-- Opening Marker --
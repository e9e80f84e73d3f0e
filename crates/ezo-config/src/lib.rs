//! # ezo-config
//!
//! Layered configuration loading for the EZO inventory client using figment.
//!
//! Configuration sources (in priority order, highest wins):
//! 1. Environment variables (`EZO_*` prefix)
//! 2. Project-level `.ezo/config.toml`
//! 3. User-level `~/.config/ezo/config.toml`
//! 4. Built-in defaults
//!
//! # Environment Variable Mapping
//!
//! Figment maps `EZO_BASE_URL` -> `base_url`, `EZO_TOKEN` -> `token`,
//! `EZO_TIMEOUT_SECS` -> `timeout_secs`.
//!
//! # Usage
//!
//! ```no_run
//! use ezo_config::EzoConfig;
//!
//! let config = EzoConfig::load_with_dotenv().expect("config");
//! config.validate().expect("base_url and token must be set");
//! println!("EZO endpoint: {}", config.base_url);
//! ```

mod error;

pub use error::ConfigError;

use figment::{
    Figment,
    providers::{Env, Format, Serialized, Toml},
};
use serde::{Deserialize, Serialize};
use std::fmt;
use std::path::PathBuf;

/// Env variables overlaid as raw text instead of through figment's value parser.
const VERBATIM_ENV: [(&str, &str); 2] = [("base_url", "EZO_BASE_URL"), ("token", "EZO_TOKEN")];

/// Default per-request timeout in seconds.
const fn default_timeout_secs() -> u64 {
    10
}

fn default_user_agent() -> String {
    String::from("ezo/0.1")
}

#[derive(Clone, Deserialize, Serialize)]
pub struct EzoConfig {
    /// API root, e.g. `https://acme.ezofficeinventory.com/`.
    #[serde(default)]
    pub base_url: String,

    /// Bearer token sent on every request.
    #[serde(default)]
    pub token: String,

    /// Per-request timeout enforced by the HTTP transport.
    #[serde(default = "default_timeout_secs")]
    pub timeout_secs: u64,

    #[serde(default = "default_user_agent")]
    pub user_agent: String,
}

impl Default for EzoConfig {
    fn default() -> Self {
        Self {
            base_url: String::new(),
            token: String::new(),
            timeout_secs: default_timeout_secs(),
            user_agent: default_user_agent(),
        }
    }
}

// The token never shows up in logs.
impl fmt::Debug for EzoConfig {
    fn fmt(&self, f: &mut fmt::Formatter<'_>) -> fmt::Result {
        f.debug_struct("EzoConfig")
            .field("base_url", &self.base_url)
            .field("token", &if self.token.is_empty() { "" } else { "***" })
            .field("timeout_secs", &self.timeout_secs)
            .field("user_agent", &self.user_agent)
            .finish()
    }
}

impl EzoConfig {
    /// Build a config directly from a base URL and token, keeping defaults
    /// for everything else.
    pub fn new(base_url: impl Into<String>, token: impl Into<String>) -> Self {
        Self {
            base_url: base_url.into(),
            token: token.into(),
            ..Self::default()
        }
    }

    /// Load configuration from all sources (TOML files + environment variables).
    ///
    /// Does NOT call `dotenvy`; use [`Self::load_with_dotenv`] for `.env` support.
    ///
    /// # Errors
    ///
    /// Returns [`ConfigError::Figment`] if a source cannot be parsed.
    pub fn load() -> Result<Self, ConfigError> {
        Self::figment().extract().map_err(ConfigError::from)
    }

    /// Load configuration after reading a `.env` file from the current
    /// directory or one of its parents.
    ///
    /// # Errors
    ///
    /// Returns [`ConfigError::Figment`] if a source cannot be parsed.
    pub fn load_with_dotenv() -> Result<Self, ConfigError> {
        let _ = dotenvy::dotenv();
        Self::load()
    }

    /// Build the figment provider chain.
    ///
    /// Public so tests can inspect the figment directly or add providers on top.
    pub fn figment() -> Figment {
        let mut figment = Figment::from(Serialized::defaults(Self::default()));

        if let Some(global_path) = Self::global_config_path() {
            if global_path.exists() {
                figment = figment.merge(Toml::file(global_path));
            }
        }

        let local_path = PathBuf::from(".ezo/config.toml");
        if local_path.exists() {
            figment = figment.merge(Toml::file(local_path));
        }

        figment = figment.merge(Env::prefixed("EZO_").ignore(&["base_url", "token"]));

        // Credentials are opaque strings; figment's env parsing would turn
        // `0123` into an integer.
        for (field, var) in VERBATIM_ENV {
            if let Ok(raw) = std::env::var(var) {
                figment = figment.merge(Serialized::default(field, raw));
            }
        }
        figment
    }

    fn global_config_path() -> Option<PathBuf> {
        dirs::config_dir().map(|p| p.join("ezo").join("config.toml"))
    }

    /// Check if the minimum fields for talking to the API are present.
    pub fn is_configured(&self) -> bool {
        !self.base_url.is_empty() && !self.token.is_empty()
    }

    /// Validate the config before a client is built from it.
    ///
    /// # Errors
    ///
    /// Returns [`ConfigError::NotConfigured`] when `base_url` or `token` is
    /// empty, and [`ConfigError::InvalidValue`] for a non-HTTP base URL or a
    /// zero timeout.
    pub fn validate(&self) -> Result<(), ConfigError> {
        if self.base_url.is_empty() {
            return Err(ConfigError::NotConfigured {
                field: "base_url".into(),
                env: "BASE_URL".into(),
            });
        }
        if self.token.is_empty() {
            return Err(ConfigError::NotConfigured {
                field: "token".into(),
                env: "TOKEN".into(),
            });
        }
        if !(self.base_url.starts_with("https://") || self.base_url.starts_with("http://")) {
            return Err(ConfigError::InvalidValue {
                field: "base_url".into(),
                reason: format!("expected an http(s) URL, got '{}'", self.base_url),
            });
        }
        if self.timeout_secs == 0 {
            return Err(ConfigError::InvalidValue {
                field: "timeout_secs".into(),
                reason: "must be greater than zero".into(),
            });
        }
        Ok(())
    }

    /// Join an endpoint path (e.g. `assets.api`) onto the base URL.
    pub fn endpoint(&self, path: &str) -> String {
        format!(
            "{}/{}",
            self.base_url.trim_end_matches('/'),
            path.trim_start_matches('/')
        )
    }
}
-- Closing Marker --
What is expected:
Return, from the material above, each line holding the string "must".

Exercise result:
//! config.validate().expect("base_url and token must be set");
                reason: "must be greater than zero".into(),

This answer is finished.